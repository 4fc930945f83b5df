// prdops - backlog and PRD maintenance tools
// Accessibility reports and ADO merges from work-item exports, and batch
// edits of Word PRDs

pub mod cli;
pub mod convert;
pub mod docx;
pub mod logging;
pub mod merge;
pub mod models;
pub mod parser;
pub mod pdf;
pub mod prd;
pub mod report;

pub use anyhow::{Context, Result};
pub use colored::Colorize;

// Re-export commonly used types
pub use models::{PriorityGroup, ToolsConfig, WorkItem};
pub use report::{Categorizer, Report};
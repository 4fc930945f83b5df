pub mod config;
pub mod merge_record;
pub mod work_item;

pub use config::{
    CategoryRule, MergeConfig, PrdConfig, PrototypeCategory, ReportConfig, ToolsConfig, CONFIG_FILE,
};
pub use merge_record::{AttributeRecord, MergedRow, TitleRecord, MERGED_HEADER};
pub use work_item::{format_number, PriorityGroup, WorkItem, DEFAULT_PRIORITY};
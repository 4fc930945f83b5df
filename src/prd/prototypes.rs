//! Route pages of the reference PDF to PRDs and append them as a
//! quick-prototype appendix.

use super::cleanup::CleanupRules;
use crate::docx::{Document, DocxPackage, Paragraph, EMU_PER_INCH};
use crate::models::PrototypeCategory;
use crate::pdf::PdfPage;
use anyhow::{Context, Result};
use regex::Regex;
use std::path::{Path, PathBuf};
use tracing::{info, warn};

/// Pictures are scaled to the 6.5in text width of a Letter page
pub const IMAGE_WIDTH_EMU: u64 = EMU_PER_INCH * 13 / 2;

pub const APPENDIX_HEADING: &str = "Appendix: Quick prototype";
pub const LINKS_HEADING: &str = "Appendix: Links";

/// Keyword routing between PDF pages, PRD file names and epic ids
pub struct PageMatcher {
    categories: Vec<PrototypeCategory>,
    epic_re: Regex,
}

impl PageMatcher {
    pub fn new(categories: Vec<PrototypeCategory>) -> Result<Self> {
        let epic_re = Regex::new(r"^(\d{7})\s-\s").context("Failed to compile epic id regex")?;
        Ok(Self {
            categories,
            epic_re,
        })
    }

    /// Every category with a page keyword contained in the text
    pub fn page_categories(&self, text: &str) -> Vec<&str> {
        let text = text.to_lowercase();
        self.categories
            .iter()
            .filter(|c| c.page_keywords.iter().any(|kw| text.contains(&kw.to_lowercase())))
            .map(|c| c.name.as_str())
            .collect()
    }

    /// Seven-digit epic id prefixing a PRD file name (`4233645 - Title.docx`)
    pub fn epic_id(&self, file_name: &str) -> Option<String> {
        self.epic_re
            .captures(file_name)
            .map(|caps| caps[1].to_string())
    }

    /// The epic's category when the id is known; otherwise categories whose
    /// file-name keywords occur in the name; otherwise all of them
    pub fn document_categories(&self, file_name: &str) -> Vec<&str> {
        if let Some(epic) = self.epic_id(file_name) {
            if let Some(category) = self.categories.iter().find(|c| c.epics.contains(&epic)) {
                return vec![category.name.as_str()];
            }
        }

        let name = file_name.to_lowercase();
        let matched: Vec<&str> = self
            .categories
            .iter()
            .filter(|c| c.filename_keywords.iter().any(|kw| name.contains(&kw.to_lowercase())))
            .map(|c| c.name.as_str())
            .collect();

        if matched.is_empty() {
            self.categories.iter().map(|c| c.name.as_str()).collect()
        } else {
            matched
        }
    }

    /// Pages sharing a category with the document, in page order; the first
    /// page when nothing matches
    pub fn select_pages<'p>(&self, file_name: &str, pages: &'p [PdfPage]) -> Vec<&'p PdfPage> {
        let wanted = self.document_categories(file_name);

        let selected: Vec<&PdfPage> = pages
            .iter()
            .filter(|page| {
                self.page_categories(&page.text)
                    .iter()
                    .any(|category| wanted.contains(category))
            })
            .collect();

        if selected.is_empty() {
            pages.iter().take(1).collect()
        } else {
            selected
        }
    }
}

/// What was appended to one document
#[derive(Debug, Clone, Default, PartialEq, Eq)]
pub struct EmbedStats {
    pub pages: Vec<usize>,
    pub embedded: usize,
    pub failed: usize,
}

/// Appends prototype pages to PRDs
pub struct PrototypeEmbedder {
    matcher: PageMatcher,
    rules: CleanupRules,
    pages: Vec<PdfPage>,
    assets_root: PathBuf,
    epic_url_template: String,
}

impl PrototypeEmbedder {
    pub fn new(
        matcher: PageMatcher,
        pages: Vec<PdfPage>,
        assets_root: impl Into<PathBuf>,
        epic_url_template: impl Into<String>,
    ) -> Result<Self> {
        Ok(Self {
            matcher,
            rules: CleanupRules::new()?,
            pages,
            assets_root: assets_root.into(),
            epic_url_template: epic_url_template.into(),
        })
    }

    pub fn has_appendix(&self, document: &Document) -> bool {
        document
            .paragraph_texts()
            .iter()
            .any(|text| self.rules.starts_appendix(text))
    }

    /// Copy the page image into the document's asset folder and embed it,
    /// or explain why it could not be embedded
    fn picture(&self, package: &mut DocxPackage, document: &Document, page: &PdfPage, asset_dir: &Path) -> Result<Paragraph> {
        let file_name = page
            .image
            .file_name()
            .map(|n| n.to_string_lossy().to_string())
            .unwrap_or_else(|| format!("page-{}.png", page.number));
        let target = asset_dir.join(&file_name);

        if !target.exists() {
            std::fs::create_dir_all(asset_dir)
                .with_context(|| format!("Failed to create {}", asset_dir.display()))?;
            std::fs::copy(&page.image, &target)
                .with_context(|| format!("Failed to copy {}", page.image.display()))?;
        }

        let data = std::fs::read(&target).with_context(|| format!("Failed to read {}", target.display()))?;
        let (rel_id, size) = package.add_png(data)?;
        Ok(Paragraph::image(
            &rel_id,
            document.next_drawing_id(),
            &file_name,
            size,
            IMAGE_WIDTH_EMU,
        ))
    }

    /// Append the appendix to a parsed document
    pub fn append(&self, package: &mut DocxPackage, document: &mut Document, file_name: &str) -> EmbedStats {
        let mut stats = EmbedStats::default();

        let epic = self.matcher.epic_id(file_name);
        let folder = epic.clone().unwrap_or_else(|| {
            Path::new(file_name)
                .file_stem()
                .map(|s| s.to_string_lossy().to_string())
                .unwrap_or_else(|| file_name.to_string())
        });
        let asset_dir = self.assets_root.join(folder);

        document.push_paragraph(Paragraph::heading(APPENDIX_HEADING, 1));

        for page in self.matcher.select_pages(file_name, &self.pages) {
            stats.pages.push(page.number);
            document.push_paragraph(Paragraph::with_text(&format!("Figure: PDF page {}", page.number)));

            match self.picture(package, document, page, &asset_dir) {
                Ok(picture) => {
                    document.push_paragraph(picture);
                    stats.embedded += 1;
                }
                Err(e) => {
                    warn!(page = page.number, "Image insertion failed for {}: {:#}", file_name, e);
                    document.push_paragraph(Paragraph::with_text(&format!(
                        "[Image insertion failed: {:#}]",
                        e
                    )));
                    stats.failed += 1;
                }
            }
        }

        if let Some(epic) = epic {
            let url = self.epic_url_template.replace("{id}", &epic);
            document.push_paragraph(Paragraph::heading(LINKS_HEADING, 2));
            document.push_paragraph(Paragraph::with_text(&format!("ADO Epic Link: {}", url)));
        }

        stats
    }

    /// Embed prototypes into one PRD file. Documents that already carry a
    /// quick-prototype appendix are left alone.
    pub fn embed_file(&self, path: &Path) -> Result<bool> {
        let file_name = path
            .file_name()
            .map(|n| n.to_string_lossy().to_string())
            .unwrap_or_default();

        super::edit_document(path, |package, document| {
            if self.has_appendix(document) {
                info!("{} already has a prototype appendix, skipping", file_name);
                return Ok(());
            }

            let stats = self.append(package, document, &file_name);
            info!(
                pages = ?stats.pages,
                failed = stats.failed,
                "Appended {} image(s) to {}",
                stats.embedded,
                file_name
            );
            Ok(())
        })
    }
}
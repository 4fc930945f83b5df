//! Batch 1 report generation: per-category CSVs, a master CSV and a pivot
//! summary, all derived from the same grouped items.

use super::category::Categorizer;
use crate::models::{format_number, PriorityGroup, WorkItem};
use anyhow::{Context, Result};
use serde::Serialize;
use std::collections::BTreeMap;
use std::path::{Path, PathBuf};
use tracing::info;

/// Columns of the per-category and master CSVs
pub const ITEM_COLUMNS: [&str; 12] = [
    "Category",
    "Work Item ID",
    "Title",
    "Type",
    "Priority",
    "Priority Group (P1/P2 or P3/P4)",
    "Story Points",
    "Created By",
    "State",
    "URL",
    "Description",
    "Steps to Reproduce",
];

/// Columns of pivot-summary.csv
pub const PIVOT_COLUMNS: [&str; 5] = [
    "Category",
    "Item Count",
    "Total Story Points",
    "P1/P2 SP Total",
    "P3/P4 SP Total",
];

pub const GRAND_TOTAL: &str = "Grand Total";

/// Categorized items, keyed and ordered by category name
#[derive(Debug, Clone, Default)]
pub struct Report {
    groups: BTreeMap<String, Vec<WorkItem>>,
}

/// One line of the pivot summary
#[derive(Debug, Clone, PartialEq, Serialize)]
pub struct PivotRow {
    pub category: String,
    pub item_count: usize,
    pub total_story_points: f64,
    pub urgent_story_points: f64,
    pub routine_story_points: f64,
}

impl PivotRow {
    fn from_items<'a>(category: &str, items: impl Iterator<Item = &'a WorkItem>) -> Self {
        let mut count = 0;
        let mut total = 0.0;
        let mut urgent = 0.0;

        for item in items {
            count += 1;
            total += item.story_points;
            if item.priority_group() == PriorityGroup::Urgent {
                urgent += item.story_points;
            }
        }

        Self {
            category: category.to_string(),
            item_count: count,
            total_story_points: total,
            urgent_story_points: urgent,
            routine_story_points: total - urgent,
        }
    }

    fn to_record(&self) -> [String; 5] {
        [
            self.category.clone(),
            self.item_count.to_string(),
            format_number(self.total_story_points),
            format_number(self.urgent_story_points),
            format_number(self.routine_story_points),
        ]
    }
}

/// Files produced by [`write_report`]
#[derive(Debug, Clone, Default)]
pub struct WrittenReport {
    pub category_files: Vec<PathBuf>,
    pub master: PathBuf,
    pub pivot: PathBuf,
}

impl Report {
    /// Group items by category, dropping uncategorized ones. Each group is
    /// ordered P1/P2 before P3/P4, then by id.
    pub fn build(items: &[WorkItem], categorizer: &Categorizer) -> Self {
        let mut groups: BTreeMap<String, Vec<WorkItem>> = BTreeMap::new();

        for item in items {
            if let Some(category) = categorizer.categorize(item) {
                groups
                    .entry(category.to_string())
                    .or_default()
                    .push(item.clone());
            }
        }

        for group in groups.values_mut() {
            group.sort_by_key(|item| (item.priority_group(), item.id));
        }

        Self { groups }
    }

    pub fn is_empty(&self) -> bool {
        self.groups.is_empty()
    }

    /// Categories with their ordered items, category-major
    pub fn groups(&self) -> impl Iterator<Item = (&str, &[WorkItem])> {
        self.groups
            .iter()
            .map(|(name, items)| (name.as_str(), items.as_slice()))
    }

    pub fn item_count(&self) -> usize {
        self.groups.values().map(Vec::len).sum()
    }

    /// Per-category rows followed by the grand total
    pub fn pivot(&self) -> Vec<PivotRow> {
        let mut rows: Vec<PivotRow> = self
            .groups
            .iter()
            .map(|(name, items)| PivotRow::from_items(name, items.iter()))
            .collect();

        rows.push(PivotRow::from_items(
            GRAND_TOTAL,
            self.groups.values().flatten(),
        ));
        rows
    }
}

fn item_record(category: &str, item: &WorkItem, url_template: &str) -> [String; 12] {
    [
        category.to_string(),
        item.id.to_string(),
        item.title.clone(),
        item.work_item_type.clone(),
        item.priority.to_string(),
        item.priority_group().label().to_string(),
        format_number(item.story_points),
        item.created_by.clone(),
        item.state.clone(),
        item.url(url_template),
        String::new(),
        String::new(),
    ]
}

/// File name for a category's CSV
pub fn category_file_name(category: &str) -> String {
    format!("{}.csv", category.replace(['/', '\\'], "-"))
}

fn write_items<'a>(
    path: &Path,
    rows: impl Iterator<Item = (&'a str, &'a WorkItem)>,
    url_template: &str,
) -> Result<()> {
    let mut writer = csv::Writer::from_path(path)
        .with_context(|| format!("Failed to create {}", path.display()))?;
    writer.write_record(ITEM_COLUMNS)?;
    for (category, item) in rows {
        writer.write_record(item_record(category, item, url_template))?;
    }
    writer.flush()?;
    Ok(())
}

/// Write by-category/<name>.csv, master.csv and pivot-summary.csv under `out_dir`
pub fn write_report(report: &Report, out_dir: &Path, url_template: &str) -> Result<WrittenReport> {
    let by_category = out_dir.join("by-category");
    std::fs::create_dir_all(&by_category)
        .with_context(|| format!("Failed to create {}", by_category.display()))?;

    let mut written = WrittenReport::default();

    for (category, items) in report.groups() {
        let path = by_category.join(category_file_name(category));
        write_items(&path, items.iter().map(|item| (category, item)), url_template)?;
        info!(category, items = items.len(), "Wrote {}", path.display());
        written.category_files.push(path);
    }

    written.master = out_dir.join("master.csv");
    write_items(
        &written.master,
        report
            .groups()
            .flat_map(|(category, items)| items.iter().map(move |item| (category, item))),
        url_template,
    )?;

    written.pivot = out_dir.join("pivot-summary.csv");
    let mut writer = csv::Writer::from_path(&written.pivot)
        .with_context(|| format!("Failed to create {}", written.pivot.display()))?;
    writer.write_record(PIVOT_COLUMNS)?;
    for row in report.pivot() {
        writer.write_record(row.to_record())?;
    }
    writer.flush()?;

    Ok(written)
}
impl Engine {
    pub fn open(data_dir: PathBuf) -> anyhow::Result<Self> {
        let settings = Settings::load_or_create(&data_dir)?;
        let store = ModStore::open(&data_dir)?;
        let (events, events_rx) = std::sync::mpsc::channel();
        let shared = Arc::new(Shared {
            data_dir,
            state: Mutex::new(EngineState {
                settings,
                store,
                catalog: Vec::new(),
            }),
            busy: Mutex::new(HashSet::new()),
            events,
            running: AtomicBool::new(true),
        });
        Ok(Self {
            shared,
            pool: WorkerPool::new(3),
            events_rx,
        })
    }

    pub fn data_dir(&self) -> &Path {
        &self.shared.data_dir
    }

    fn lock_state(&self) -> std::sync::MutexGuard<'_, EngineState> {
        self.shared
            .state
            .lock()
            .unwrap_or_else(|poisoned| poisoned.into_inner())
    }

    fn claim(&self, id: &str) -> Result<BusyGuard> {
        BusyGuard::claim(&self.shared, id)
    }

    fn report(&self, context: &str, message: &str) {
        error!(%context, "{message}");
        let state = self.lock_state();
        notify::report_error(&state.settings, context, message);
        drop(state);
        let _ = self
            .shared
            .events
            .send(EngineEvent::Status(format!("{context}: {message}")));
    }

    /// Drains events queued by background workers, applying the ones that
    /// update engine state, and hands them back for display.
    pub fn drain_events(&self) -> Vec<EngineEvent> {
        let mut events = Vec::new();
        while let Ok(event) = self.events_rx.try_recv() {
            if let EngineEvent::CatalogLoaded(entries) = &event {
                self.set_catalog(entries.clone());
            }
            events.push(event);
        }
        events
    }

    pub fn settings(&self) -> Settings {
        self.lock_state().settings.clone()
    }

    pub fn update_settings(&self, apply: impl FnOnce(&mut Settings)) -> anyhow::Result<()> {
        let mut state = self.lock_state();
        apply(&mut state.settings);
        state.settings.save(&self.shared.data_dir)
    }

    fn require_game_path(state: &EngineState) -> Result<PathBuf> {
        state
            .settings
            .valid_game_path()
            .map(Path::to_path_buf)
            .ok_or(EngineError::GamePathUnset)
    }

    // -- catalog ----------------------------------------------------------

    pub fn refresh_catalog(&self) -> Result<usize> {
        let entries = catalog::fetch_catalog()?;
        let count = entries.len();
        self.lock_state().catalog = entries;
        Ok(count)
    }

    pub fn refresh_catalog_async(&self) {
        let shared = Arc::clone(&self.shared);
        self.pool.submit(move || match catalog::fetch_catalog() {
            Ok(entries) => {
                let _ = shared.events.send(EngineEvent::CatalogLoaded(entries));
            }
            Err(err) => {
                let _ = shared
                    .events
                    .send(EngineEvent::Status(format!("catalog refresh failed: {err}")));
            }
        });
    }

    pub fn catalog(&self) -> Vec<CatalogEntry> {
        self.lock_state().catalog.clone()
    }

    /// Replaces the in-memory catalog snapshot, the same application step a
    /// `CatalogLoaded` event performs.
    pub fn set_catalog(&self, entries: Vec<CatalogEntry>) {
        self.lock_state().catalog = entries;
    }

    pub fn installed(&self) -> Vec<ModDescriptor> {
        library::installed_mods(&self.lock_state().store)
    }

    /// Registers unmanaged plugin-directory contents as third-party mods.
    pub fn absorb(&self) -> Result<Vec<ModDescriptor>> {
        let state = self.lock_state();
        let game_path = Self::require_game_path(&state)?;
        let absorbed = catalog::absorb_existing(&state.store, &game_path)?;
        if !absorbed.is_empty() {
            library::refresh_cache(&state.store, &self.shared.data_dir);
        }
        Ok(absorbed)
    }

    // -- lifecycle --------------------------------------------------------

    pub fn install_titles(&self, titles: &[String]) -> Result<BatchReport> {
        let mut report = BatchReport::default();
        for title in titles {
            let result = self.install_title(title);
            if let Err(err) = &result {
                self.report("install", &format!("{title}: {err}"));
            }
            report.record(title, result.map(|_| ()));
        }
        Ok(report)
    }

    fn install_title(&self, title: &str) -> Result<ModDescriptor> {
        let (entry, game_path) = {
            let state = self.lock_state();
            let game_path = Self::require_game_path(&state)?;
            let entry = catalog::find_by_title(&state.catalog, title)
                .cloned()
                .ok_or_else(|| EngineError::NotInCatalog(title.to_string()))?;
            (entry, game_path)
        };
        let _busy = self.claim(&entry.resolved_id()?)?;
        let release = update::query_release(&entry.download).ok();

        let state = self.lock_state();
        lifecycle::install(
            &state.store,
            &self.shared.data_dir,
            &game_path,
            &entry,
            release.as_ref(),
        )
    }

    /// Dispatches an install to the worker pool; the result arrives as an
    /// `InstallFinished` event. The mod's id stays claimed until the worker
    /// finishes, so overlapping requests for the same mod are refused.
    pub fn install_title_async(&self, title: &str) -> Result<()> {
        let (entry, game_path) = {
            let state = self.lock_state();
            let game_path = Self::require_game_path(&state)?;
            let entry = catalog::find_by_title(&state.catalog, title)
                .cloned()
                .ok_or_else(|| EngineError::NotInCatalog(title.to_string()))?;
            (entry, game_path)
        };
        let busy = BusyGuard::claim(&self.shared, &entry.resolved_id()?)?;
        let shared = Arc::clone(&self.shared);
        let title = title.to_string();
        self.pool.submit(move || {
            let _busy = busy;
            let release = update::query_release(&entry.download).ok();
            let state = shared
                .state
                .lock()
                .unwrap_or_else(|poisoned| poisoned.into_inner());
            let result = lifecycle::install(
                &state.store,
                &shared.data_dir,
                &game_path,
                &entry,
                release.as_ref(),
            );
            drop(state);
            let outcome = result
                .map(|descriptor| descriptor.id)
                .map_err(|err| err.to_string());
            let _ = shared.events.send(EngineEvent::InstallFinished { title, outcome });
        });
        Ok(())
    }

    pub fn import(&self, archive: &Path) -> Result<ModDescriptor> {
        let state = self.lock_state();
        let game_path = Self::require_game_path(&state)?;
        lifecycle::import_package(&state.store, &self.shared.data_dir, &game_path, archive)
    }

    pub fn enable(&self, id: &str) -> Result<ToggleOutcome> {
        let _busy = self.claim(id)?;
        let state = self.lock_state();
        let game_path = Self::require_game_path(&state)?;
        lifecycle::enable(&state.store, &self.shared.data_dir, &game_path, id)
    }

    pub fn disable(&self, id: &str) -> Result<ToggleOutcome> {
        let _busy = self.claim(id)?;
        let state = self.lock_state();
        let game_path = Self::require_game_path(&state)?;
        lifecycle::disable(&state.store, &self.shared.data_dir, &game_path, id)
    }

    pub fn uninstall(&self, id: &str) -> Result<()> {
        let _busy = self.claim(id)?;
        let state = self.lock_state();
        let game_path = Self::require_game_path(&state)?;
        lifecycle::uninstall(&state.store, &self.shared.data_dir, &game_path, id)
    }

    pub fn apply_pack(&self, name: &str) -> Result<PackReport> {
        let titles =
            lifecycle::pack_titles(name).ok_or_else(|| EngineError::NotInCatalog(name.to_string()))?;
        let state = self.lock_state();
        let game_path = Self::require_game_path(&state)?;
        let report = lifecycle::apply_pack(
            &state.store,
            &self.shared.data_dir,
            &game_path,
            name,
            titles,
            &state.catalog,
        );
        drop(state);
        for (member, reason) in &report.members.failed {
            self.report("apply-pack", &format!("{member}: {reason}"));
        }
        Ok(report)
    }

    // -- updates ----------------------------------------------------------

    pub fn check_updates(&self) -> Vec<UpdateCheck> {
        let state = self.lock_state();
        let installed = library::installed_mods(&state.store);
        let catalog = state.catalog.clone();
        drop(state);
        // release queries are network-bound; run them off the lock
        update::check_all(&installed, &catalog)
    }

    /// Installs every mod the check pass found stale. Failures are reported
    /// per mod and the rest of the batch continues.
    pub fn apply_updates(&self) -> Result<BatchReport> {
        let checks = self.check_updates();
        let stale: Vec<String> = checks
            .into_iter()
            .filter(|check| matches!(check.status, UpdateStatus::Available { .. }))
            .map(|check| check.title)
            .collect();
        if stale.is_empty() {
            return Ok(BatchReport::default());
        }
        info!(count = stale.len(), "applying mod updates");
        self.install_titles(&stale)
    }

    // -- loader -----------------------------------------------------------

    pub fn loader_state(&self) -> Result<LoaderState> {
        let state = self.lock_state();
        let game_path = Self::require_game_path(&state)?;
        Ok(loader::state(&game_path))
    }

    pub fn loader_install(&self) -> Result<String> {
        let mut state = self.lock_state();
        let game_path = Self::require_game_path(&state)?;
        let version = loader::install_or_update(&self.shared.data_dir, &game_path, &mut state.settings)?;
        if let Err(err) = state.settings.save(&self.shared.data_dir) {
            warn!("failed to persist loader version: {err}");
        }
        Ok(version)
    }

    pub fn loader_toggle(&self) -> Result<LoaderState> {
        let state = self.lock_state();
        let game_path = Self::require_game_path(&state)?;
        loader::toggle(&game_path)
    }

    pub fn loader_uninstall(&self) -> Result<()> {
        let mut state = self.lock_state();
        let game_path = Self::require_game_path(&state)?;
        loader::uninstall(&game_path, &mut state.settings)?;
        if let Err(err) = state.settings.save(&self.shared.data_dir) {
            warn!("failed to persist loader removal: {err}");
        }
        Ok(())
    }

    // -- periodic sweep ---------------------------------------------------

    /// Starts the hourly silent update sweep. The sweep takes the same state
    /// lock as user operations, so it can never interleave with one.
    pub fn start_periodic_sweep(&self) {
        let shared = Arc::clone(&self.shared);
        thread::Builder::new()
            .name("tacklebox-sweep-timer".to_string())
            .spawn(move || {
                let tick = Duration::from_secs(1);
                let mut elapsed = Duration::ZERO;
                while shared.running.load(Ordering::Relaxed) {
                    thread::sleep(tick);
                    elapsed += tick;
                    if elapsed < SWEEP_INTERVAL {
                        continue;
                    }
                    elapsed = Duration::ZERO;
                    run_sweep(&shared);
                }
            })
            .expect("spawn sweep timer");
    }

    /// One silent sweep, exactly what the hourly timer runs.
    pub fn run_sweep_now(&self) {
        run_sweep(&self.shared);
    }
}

++++

Exercise:
Write down again, exactly as given, only the lines above that fall from the line with "pages to PRDs" to the line with "a parsed document", inclusive.

Answer to this task:
/// Appends prototype pages to PRDs
pub struct PrototypeEmbedder {
    matcher: PageMatcher,
    rules: CleanupRules,
    pages: Vec<PdfPage>,
    assets_root: PathBuf,
    epic_url_template: String,
}

impl PrototypeEmbedder {
    pub fn new(
        matcher: PageMatcher,
        pages: Vec<PdfPage>,
        assets_root: impl Into<PathBuf>,
        epic_url_template: impl Into<String>,
    ) -> Result<Self> {
        Ok(Self {
            matcher,
            rules: CleanupRules::new()?,
            pages,
            assets_root: assets_root.into(),
            epic_url_template: epic_url_template.into(),
        })
    }

    pub fn has_appendix(&self, document: &Document) -> bool {
        document
            .paragraph_texts()
            .iter()
            .any(|text| self.rules.starts_appendix(text))
    }

    /// Copy the page image into the document's asset folder and embed it,
    /// or explain why it could not be embedded
    fn picture(&self, package: &mut DocxPackage, document: &Document, page: &PdfPage, asset_dir: &Path) -> Result<Paragraph> {
        let file_name = page
            .image
            .file_name()
            .map(|n| n.to_string_lossy().to_string())
            .unwrap_or_else(|| format!("page-{}.png", page.number));
        let target = asset_dir.join(&file_name);

        if !target.exists() {
            std::fs::create_dir_all(asset_dir)
                .with_context(|| format!("Failed to create {}", asset_dir.display()))?;
            std::fs::copy(&page.image, &target)
                .with_context(|| format!("Failed to copy {}", page.image.display()))?;
        }

        let data = std::fs::read(&target).with_context(|| format!("Failed to read {}", target.display()))?;
        let (rel_id, size) = package.add_png(data)?;
        Ok(Paragraph::image(
            &rel_id,
            document.next_drawing_id(),
            &file_name,
            size,
            IMAGE_WIDTH_EMU,
        ))
    }

    /// Append the appendix to a parsed document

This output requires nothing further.